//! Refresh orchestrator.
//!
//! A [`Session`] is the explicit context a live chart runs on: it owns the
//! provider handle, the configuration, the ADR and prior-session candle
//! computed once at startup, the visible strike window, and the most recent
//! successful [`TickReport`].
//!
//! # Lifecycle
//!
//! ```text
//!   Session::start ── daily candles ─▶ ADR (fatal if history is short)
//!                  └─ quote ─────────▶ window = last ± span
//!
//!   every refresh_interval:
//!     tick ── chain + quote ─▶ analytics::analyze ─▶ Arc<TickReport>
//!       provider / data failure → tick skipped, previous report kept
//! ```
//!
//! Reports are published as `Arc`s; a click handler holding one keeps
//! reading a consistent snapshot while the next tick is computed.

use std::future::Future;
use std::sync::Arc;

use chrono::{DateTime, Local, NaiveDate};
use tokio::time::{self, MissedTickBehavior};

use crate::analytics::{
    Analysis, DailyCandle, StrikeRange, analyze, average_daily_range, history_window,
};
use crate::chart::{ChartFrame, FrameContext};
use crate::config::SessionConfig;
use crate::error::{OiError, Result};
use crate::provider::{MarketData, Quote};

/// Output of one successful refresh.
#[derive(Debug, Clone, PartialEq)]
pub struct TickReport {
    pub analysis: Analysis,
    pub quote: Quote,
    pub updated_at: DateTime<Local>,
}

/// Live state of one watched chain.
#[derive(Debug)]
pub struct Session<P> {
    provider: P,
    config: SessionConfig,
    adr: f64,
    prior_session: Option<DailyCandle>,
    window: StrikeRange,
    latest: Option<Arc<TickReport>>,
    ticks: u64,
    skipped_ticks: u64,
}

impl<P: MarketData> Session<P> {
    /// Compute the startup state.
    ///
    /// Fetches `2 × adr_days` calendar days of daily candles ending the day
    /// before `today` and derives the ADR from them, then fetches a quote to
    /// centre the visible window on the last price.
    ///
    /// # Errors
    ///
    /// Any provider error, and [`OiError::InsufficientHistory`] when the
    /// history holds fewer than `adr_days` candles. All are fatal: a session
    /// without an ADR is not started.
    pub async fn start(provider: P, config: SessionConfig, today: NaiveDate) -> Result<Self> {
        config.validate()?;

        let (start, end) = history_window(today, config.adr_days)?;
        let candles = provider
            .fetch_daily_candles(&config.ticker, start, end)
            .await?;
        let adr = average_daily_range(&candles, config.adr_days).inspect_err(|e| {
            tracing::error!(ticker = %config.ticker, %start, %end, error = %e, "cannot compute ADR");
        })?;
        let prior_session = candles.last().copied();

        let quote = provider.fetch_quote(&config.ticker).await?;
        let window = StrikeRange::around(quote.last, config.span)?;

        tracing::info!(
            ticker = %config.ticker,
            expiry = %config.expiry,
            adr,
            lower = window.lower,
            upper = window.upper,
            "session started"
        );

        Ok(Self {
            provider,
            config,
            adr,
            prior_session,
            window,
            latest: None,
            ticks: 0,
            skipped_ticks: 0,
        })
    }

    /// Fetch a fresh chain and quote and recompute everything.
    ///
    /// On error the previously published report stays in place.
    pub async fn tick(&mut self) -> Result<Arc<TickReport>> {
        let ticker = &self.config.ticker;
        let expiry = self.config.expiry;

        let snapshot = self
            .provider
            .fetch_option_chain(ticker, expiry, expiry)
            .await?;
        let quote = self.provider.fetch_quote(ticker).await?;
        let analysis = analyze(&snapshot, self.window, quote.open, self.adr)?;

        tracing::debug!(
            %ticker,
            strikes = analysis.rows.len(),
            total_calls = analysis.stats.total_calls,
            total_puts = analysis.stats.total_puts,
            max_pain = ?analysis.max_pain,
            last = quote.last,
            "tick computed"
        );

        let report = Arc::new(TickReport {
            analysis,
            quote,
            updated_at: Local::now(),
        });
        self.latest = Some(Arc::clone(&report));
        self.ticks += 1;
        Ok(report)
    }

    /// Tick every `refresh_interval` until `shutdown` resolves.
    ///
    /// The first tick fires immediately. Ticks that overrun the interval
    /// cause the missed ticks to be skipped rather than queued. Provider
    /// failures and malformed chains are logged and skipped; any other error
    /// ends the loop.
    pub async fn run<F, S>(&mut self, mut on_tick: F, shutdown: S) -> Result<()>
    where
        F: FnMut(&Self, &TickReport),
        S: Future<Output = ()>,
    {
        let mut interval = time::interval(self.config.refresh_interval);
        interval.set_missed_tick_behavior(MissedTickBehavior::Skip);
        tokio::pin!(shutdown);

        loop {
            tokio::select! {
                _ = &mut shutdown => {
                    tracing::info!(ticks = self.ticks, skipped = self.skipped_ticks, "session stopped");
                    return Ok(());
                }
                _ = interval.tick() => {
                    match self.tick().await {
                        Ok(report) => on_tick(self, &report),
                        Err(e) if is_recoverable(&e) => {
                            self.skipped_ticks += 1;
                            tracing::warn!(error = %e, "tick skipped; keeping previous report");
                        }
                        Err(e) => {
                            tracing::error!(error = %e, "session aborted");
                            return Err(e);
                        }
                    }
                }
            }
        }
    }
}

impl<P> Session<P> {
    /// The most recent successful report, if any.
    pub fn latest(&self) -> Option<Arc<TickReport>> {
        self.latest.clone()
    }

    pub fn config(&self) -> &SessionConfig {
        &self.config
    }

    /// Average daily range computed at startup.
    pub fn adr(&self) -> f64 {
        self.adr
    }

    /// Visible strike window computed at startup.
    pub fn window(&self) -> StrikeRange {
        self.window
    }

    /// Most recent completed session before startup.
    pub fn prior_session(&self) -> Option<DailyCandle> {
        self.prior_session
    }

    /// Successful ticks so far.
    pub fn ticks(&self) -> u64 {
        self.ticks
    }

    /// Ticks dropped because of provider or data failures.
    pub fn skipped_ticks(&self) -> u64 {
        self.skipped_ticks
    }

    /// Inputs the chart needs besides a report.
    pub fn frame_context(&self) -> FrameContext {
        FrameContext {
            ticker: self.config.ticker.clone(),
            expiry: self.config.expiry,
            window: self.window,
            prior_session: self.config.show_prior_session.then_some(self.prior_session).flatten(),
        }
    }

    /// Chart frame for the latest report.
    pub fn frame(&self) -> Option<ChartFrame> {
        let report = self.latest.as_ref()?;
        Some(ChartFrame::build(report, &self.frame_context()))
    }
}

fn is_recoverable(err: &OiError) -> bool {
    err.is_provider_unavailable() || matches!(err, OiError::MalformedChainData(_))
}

┄┄┄┄┄┄

Try it: Report every line of the preceding listing where the string "analyze" occurs.

Output:
//!     tick ── chain + quote ─▶ analytics::analyze ─▶ Arc<TickReport>
    Analysis, DailyCandle, StrikeRange, analyze, average_daily_range, history_window,
        let analysis = analyze(&snapshot, self.window, quote.open, self.adr)?;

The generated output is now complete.